Jacarezinho: uma noite (não tão) feliz para a comunidade que hoje é dor e tristeza

Na coluna de hoje, Tuta do Uirapuru relembra o último desfile da Unidos do Jacarezinho no Grupo Especial, lamentando o massacre da última quinta-feira

Foto: Redes sociais
Escrito en CULTURA el

Por Estevan Mazzuia *

6 de maio de 2021: o mundo ficou estarrecido com o Brasil, novamente. Dessa vez, não por causa de nosso chefe de Estado, embora ele possa estar envolvido no desastre que foi o massacre no Jacarezinho.

Sob a alegação de proteger os menores aliciados pelo crime organizado, o Estado condenou à pena de morte 28 pessoas, incluindo um policial. Sim, aqueles menores que não recebem nenhum apoio do Estado, que têm sua existência completamente ignorada, que para muitos desses que hoje ditam os rumos da nação, nem deveriam ter nascido, se tornaram o último biscoito do pacote para o Rio de Janeiro.

Há quem diga que os reais interesses por trás da desastrosa operação seriam abrir as portas para que a milícia, que já domina mais da metade do território carioca, possa ocupar uma região que sempre foi dominada pelo narcotráfico. Não à toa, JB, o miliciano, parabenizou a operação. Essa teoria poderia ser reforçada pelo fato de que operações como essas jamais ocorrem em áreas ocupadas por milicianos. Mas como eu não sou dado a teorias da conspiração, vou acreditar que o Estado queria mesmo proteger as criancinhas.

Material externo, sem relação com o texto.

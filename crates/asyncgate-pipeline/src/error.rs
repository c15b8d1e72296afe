use serde::Serialize;
use thiserror::Error;

/// Boxed error raised by operation handlers.
pub type BoxError = Box<dyn std::error::Error + Send + Sync>;

/// Which part of the request a validation stage checks.
#[derive(Debug, Clone, Copy, PartialEq, Eq, Hash, Serialize)]
#[serde(rename_all = "SCREAMING_SNAKE_CASE")]
pub enum ValidationTarget {
    Params,
    Headers,
    Body,
}

impl ValidationTarget {
    /// The discriminator carried on failures (`PARAMS`, `HEADERS`, `BODY`).
    pub fn as_str(&self) -> &'static str {
        match self {
            ValidationTarget::Params => "PARAMS",
            ValidationTarget::Headers => "HEADERS",
            ValidationTarget::Body => "BODY",
        }
    }

    /// Key under which validated data lands in the request context.
    pub fn context_key(&self) -> &'static str {
        match self {
            ValidationTarget::Params => "params",
            ValidationTarget::Headers => "headers",
            ValidationTarget::Body => "body",
        }
    }

    /// Human label used in failure messages.
    pub fn label(&self) -> &'static str {
        match self {
            ValidationTarget::Params => "Parameter",
            ValidationTarget::Headers => "Header",
            ValidationTarget::Body => "Body",
        }
    }
}

impl std::fmt::Display for ValidationTarget {
    fn fmt(&self, f: &mut std::fmt::Formatter<'_>) -> std::fmt::Result {
        f.write_str(self.as_str())
    }
}

/// One constraint violation reported by the schema engine.
#[derive(Debug, Clone, PartialEq, Eq, Serialize)]
pub struct Violation {
    /// Schema location of the failing keyword (e.g. "#/properties/id/type").
    pub schema_path: String,
    /// Location in the validated data (e.g. "/id").
    pub instance_path: String,
    pub message: String,
}

/// A request part that did not satisfy its schema.
#[derive(Debug, Clone, PartialEq, Eq, Error, Serialize)]
#[error("{message}")]
pub struct ValidationFailure {
    pub target: ValidationTarget,
    pub message: String,
    /// The first violation the engine reported.
    pub violation: Violation,
}

impl ValidationFailure {
    pub fn new(target: ValidationTarget, violation: Violation) -> Self {
        let message = format!(
            "{} validation error on {}: {}",
            target.label(),
            violation.schema_path,
            violation.message
        );
        Self {
            target,
            message,
            violation,
        }
    }
}

/// Errors travelling along the chain's failure path.
#[derive(Debug, Error)]
pub enum PipelineError {
    #[error(transparent)]
    Validation(#[from] ValidationFailure),

    #[error("handler error: {0}")]
    Handler(BoxError),
}

impl PipelineError {
    /// Wrap an error raised by an operation handler.
    pub fn handler(err: impl Into<BoxError>) -> Self {
        PipelineError::Handler(err.into())
    }

    pub fn as_validation(&self) -> Option<&ValidationFailure> {
        match self {
            PipelineError::Validation(failure) => Some(failure),
            PipelineError::Handler(_) => None,
        }
    }
}

#[cfg(test)]
mod tests {
    use super::*;

    fn violation() -> Violation {
        Violation {
            schema_path: "#/properties/id/type".into(),
            instance_path: "/id".into(),
            message: "\"abc\" is not of type \"integer\"".into(),
        }
    }

    #[test]
    fn failure_message_names_the_schema_path() {
        let failure = ValidationFailure::new(ValidationTarget::Body, violation());
        assert_eq!(
            failure.message,
            "Body validation error on #/properties/id/type: \"abc\" is not of type \"integer\""
        );
        assert_eq!(failure.to_string(), failure.message);
    }

    #[test]
    fn target_serializes_as_discriminator() {
        let failure = ValidationFailure::new(ValidationTarget::Headers, violation());
        let json = serde_json::to_value(&failure).unwrap();
        assert_eq!(json["target"], "HEADERS");
        assert_eq!(json["violation"]["instance_path"], "/id");
    }

    #[test]
    fn handler_errors_are_not_validation_failures() {
        let err = PipelineError::handler("database unavailable");
        assert!(err.as_validation().is_none());
        assert_eq!(err.to_string(), "handler error: database unavailable");

        let err = PipelineError::from(ValidationFailure::new(ValidationTarget::Params, violation()));
        assert_eq!(err.as_validation().map(|f| f.target), Some(ValidationTarget::Params));
    }
}
use serde::{Deserialize, Serialize};
use serde_json::Value;
use std::collections::BTreeMap;

/// A parsed AsyncAPI 2.x document.
#[derive(Debug, Clone, Serialize, Deserialize)]
pub struct AsyncApiDocument {
    /// Source file name, when parsed from disk.
    pub filename: Option<String>,
    /// The `asyncapi` version string (e.g. "2.5.0").
    pub version: String,
    /// The `info.title` field.
    pub title: String,
    /// The `info.version` field.
    pub api_version: String,
    /// Root `defaultContentType`, if declared.
    pub default_content_type: Option<String>,
    /// Channels in declaration order.
    pub channels: Vec<Channel>,
    /// Raw `x-asyncgate-*` extensions at root level.
    pub extensions: BTreeMap<String, Value>,
}

impl AsyncApiDocument {
    /// Channel names in declaration order.
    pub fn channel_names(&self) -> impl Iterator<Item = &str> {
        self.channels.iter().map(|c| c.name.as_str())
    }

    /// Look up a channel by name.
    pub fn channel(&self, name: &str) -> Option<&Channel> {
        self.channels.iter().find(|c| c.name == name)
    }
}

/// A named channel (path or topic), possibly with `{param}` segments.
#[derive(Debug, Clone, Serialize, Deserialize)]
pub struct Channel {
    pub name: String,
    pub description: Option<String>,
    /// Declared parameters, in declaration order.
    pub parameters: Vec<ParameterDefinition>,
    /// The operation clients use to send messages to this channel.
    pub publish: Option<Operation>,
    pub subscribe: Option<Operation>,
}

impl Channel {
    pub fn has_publish(&self) -> bool {
        self.publish.is_some()
    }

    pub fn parameter(&self, name: &str) -> Option<&ParameterDefinition> {
        self.parameters.iter().find(|p| p.name == name)
    }
}

/// A channel parameter.
#[derive(Debug, Clone, Serialize, Deserialize)]
pub struct ParameterDefinition {
    pub name: String,
    pub description: Option<String>,
    /// The parameter schema (`{}` when none is declared).
    pub schema: Value,
    /// The runtime-expression `location`, if any.
    pub location: Option<String>,
}

impl ParameterDefinition {
    /// The declared `type` keyword, if it is a single type name.
    pub fn declared_type(&self) -> Option<&str> {
        self.schema.get("type").and_then(Value::as_str)
    }
}

/// A publish or subscribe operation.
#[derive(Debug, Clone, Serialize, Deserialize)]
pub struct Operation {
    pub operation_id: Option<String>,
    pub summary: Option<String>,
    /// Tag names, in declaration order.
    pub tags: Vec<String>,
    /// Controller binding from `x-asyncgate-controller`.
    pub controller: Option<String>,
    pub message: Message,
    /// Operation-level `x-asyncgate-*` extensions.
    pub extensions: BTreeMap<String, Value>,
}

impl Operation {
    pub fn has_tag(&self, tag: &str) -> bool {
        self.tags.iter().any(|t| t == tag)
    }
}

/// The message carried by an operation.
#[derive(Debug, Clone, Serialize, Deserialize)]
pub struct Message {
    pub name: Option<String>,
    pub content_type: Option<String>,
    /// Payload schema after parser annotation.
    pub payload: Value,
    /// Payload schema exactly as declared (refs resolved, no annotation).
    pub original_payload: Value,
    /// Header schema after parser annotation.
    pub headers: Option<Value>,
}
//! Pipeline primitives shared by every asyncgate crate.
//!
//! A compiled route is an ordered list of [`Middleware`] stages. Each stage
//! sees the same [`Request`], may write into its per-request [`ApiContext`],
//! and either continues the chain, answers with a [`Response`], or fails
//! with a [`PipelineError`] that the host turns into an error response.

pub mod error;
pub mod host;
pub mod middleware;
pub mod request;
pub mod response;

pub use error::{BoxError, PipelineError, ValidationFailure, ValidationTarget, Violation};
pub use host::Host;
pub use middleware::{from_fn, from_sync_fn, Flow, Middleware, Pipeline, SharedMiddleware};
pub use request::{ApiContext, JsonMap, Request};
pub use response::Response;

pub use futures_util::future::BoxFuture;
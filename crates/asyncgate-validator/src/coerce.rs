//! Scalar type coercion guided by a schema's `type` keyword.
//!
//! Path captures and header values always arrive as strings. Before they
//! are validated, each scalar is converted to the type its schema declares
//! when the conversion is lossless:
//!
//! | declared  | accepted input                                     |
//! |-----------|----------------------------------------------------|
//! | `number`  | numeric string, `true`/`false` (1/0), `null` (0)   |
//! | `integer` | as `number`, but only whole values                 |
//! | `string`  | number, boolean, `null` (`""`)                     |
//! | `boolean` | `"true"`/`"false"`, `1`/`0`, `null` (`false`)      |
//! | `null`    | `""`, `0`, `false`                                 |
//!
//! A value that already matches one of the declared types is left alone.

use serde_json::{Number, Value};

/// Return a copy of `value` with scalars coerced to the types `schema` declares.
///
/// Recurses through `properties`, object-valued `additionalProperties`,
/// `items` (single schema or tuple) and `allOf`.
pub fn coerce_value(schema: &Value, value: &Value) -> Value {
    let Some(schema_obj) = schema.as_object() else {
        return value.clone();
    };

    let mut coerced = coerce_scalar(schema, value);

    if let Some(Value::Array(all_of)) = schema_obj.get("allOf") {
        for subschema in all_of {
            coerced = coerce_value(subschema, &coerced);
        }
    }

    match &mut coerced {
        Value::Object(map) => {
            let properties = schema_obj.get("properties").and_then(Value::as_object);
            let additional = schema_obj
                .get("additionalProperties")
                .filter(|v| v.is_object());

            for (key, child) in map.iter_mut() {
                let subschema = properties.and_then(|p| p.get(key)).or(additional);
                if let Some(subschema) = subschema {
                    *child = coerce_value(subschema, child);
                }
            }
        }
        Value::Array(items) => match schema_obj.get("items") {
            Some(item_schema @ Value::Object(_)) => {
                for item in items.iter_mut() {
                    *item = coerce_value(item_schema, item);
                }
            }
            Some(Value::Array(tuple)) => {
                for (item, item_schema) in items.iter_mut().zip(tuple) {
                    *item = coerce_value(item_schema, item);
                }
            }
            _ => {}
        },
        _ => {}
    }

    coerced
}

fn declared_types(schema: &Value) -> Vec<&str> {
    match schema.get("type") {
        Some(Value::String(t)) => vec![t.as_str()],
        Some(Value::Array(types)) => types.iter().filter_map(Value::as_str).collect(),
        _ => Vec::new(),
    }
}

fn coerce_scalar(schema: &Value, value: &Value) -> Value {
    let types = declared_types(schema);
    if types.is_empty() || types.iter().any(|t| matches_type(t, value)) {
        return value.clone();
    }

    types
        .iter()
        .find_map(|t| convert(t, value))
        .unwrap_or_else(|| value.clone())
}

fn matches_type(declared: &str, value: &Value) -> bool {
    match declared {
        "string" => value.is_string(),
        "number" => value.is_number(),
        "integer" => value.as_number().is_some_and(is_whole),
        "boolean" => value.is_boolean(),
        "null" => value.is_null(),
        "object" => value.is_object(),
        "array" => value.is_array(),
        _ => false,
    }
}

fn convert(declared: &str, value: &Value) -> Option<Value> {
    match (declared, value) {
        ("number", Value::String(s)) => parse_number(s),
        ("integer", Value::String(s)) => {
            parse_number(s).filter(|n| n.as_number().is_some_and(is_whole))
        }
        ("number" | "integer", Value::Bool(b)) => Some(Value::from(u8::from(*b))),
        ("number" | "integer", Value::Null) => Some(Value::from(0)),

        ("string", Value::Number(n)) => Some(Value::String(n.to_string())),
        ("string", Value::Bool(b)) => Some(Value::String(b.to_string())),
        ("string", Value::Null) => Some(Value::String(String::new())),

        ("boolean", Value::String(s)) if s == "true" => Some(Value::Bool(true)),
        ("boolean", Value::String(s)) if s == "false" => Some(Value::Bool(false)),
        ("boolean", Value::Number(n)) => match n.as_f64() {
            Some(f) if f == 1.0 => Some(Value::Bool(true)),
            Some(f) if f == 0.0 => Some(Value::Bool(false)),
            _ => None,
        },
        ("boolean", Value::Null) => Some(Value::Bool(false)),

        ("null", Value::String(s)) if s.is_empty() => Some(Value::Null),
        ("null", Value::Number(n)) if n.as_f64() == Some(0.0) => Some(Value::Null),
        ("null", Value::Bool(false)) => Some(Value::Null),

        _ => None,
    }
}

/// Parse a numeric string, preferring an integer representation.
fn parse_number(s: &str) -> Option<Value> {
    if s.is_empty() {
        return None;
    }
    if let Ok(i) = s.parse::<i64>() {
        return Some(Value::from(i));
    }
    let f: f64 = s.parse().ok()?;
    if !f.is_finite() {
        return None;
    }
    if f.fract() == 0.0 && f >= i64::MIN as f64 && f <= i64::MAX as f64 {
        return Some(Value::from(f as i64));
    }
    Number::from_f64(f).map(Value::Number)
}

fn is_whole(n: &Number) -> bool {
    n.is_i64() || n.is_u64() || n.as_f64().is_some_and(|f| f.fract() == 0.0)
}

#[cfg(test)]
mod tests {
    use super::*;
    use serde_json::json;

    #[test]
    fn numeric_strings_become_numbers() {
        let schema = json!({
            "type": "object",
            "properties": {
                "count": { "type": "integer" },
                "ratio": { "type": "number" },
                "name": { "type": "string" }
            }
        });
        let coerced = coerce_value(
            &schema,
            &json!({ "count": "6", "ratio": "0.5", "name": "6" }),
        );
        assert_eq!(coerced, json!({ "count": 6, "ratio": 0.5, "name": "6" }));
    }

    #[test]
    fn fractional_string_is_not_an_integer() {
        let schema = json!({ "type": "integer" });
        assert_eq!(coerce_value(&schema, &json!("12.5")), json!("12.5"));
        assert_eq!(coerce_value(&schema, &json!("1e3")), json!(1000));
    }

    #[test]
    fn non_numeric_strings_are_left_for_the_validator() {
        let schema = json!({ "type": "number" });
        assert_eq!(coerce_value(&schema, &json!("abc")), json!("abc"));
        assert_eq!(coerce_value(&schema, &json!("")), json!(""));
        assert_eq!(coerce_value(&schema, &json!("NaN")), json!("NaN"));
    }

    #[test]
    fn booleans_and_nulls() {
        assert_eq!(coerce_value(&json!({ "type": "boolean" }), &json!("true")), json!(true));
        assert_eq!(coerce_value(&json!({ "type": "boolean" }), &json!("false")), json!(false));
        assert_eq!(coerce_value(&json!({ "type": "boolean" }), &json!("yes")), json!("yes"));
        assert_eq!(coerce_value(&json!({ "type": "boolean" }), &json!(1)), json!(true));
        assert_eq!(coerce_value(&json!({ "type": "null" }), &json!("")), Value::Null);
        assert_eq!(coerce_value(&json!({ "type": "string" }), &Value::Null), json!(""));
        assert_eq!(coerce_value(&json!({ "type": "number" }), &json!(true)), json!(1));
    }

    #[test]
    fn matching_value_is_untouched() {
        let schema = json!({ "type": ["string", "integer"] });
        assert_eq!(coerce_value(&schema, &json!("6")), json!("6"));

        let schema = json!({ "type": ["integer", "string"] });
        assert_eq!(coerce_value(&schema, &json!(true)), json!(1));
    }

    #[test]
    fn untyped_schema_is_untouched() {
        let schema = json!({ "type": "object" });
        let headers = json!({ "userid": "6" });
        assert_eq!(coerce_value(&schema, &headers), headers);
    }

    #[test]
    fn recurses_through_items_additional_properties_and_all_of() {
        let schema = json!({
            "type": "object",
            "properties": {
                "ids": { "type": "array", "items": { "type": "integer" } },
                "pair": { "type": "array", "items": [{ "type": "boolean" }, { "type": "number" }] }
            },
            "allOf": [
                { "properties": { "flag": { "type": "boolean" } } }
            ]
        });
        let coerced = coerce_value(
            &schema,
            &json!({ "ids": ["1", "2"], "pair": ["true", "2.5"], "flag": "false" }),
        );
        assert_eq!(
            coerced,
            json!({ "ids": [1, 2], "pair": [true, 2.5], "flag": false })
        );

        let schema = json!({
            "type": "object",
            "properties": { "name": { "type": "string" } },
            "additionalProperties": { "type": "integer" }
        });
        let coerced = coerce_value(&schema, &json!({ "name": "7", "extra": "7" }));
        assert_eq!(coerced, json!({ "name": "7", "extra": 7 }));
    }
}
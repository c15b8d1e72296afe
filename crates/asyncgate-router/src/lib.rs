//! A layered, mount-style host for route pipelines.
//!
//! Patterns use `:name` captures. A pattern matches any request path that
//! starts with it at a segment boundary; unmatched trailing segments are
//! exposed under the positional key `"0"`. Layers run in mount order and a
//! pipeline that finishes with `Continue` falls through to the next match.

pub mod app;
pub mod pattern;
pub mod problem;

pub use app::{App, MountedRoute};
pub use pattern::{percent_decode, RoutePattern};
pub use problem::{ProblemDetails, PROBLEM_CONTENT_TYPE};
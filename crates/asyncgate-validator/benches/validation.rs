//! Validation benchmarks: compile a route's schemas once, validate many requests.
//!
//! Run with: cargo bench -p asyncgate-validator

use criterion::{black_box, criterion_group, criterion_main, BenchmarkId, Criterion};
use serde_json::{json, Value};

use asyncgate_validator::{Coercion, SchemaEngine};

fn params_schema() -> Value {
    json!({
        "type": "object",
        "additionalProperties": false,
        "properties": {
            "streetlightId": { "type": "integer", "minimum": 1 },
            "zone": { "type": "string", "enum": ["north", "south", "east", "west"] }
        },
        "required": ["streetlightId", "zone"]
    })
}

fn body_schema() -> Value {
    json!({
        "type": "object",
        "required": ["lumens", "sentAt"],
        "properties": {
            "lumens": { "type": "integer", "minimum": 0 },
            "sentAt": { "type": "string", "format": "date-time" },
            "reporter": { "type": "string", "format": "email" },
            "readings": {
                "type": "array",
                "items": { "type": "number" },
                "maxItems": 64
            }
        }
    })
}

fn bench_compile(c: &mut Criterion) {
    let engine = SchemaEngine::new();
    let schema = body_schema();

    c.bench_function("compile_body_schema", |b| {
        b.iter(|| engine.compile(black_box(&schema), Coercion::None))
    });
}

fn bench_validate_params(c: &mut Criterion) {
    let engine = SchemaEngine::new();
    let Ok(validator) = engine.compile(&params_schema(), Coercion::Scalars) else {
        return;
    };
    let valid = json!({ "streetlightId": "42", "zone": "north" });
    let invalid = json!({ "streetlightId": "forty-two", "zone": "up" });

    let mut group = c.benchmark_group("validate_params");
    group.bench_function("valid", |b| b.iter(|| validator.validate(black_box(&valid))));
    group.bench_function("invalid", |b| {
        b.iter(|| validator.validate(black_box(&invalid)))
    });
    group.finish();
}

fn bench_validate_body(c: &mut Criterion) {
    let engine = SchemaEngine::new();
    let Ok(validator) = engine.compile(&body_schema(), Coercion::None) else {
        return;
    };

    let mut group = c.benchmark_group("validate_body");
    for readings in [0usize, 8, 64] {
        let body = json!({
            "lumens": 310,
            "sentAt": "2024-01-15T10:30:00Z",
            "reporter": "ops@example.com",
            "readings": (0..readings).map(|i| i as f64 * 0.5).collect::<Vec<_>>()
        });
        group.bench_with_input(BenchmarkId::new("readings", readings), &body, |b, body| {
            b.iter(|| validator.validate(black_box(body)))
        });
    }
    group.finish();
}

criterion_group!(
    benches,
    bench_compile,
    bench_validate_params,
    bench_validate_body
);
criterion_main!(benches);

As autoridades policiais venderam a operação mais letal da história do Rio de Janeiro como um sucesso. 21 mandados de prisão, apenas três cumpridos. Sete, se contarmos os quatro que receberam sentença de morte ali mesmo. 15 dos procurados, ou 71%, fugiram. Outras 25 pessoas morreram, incluindo o policial e duas pessoas sem qualquer passagem pela polícia, fora os feridos. Dentre os 28 mortos, menos da metade (12) tinha anotações criminais relacionadas ao tráfico de drogas.

Pergunto-me qual seria o conceito de fiasco para a polícia do Rio de Janeiro.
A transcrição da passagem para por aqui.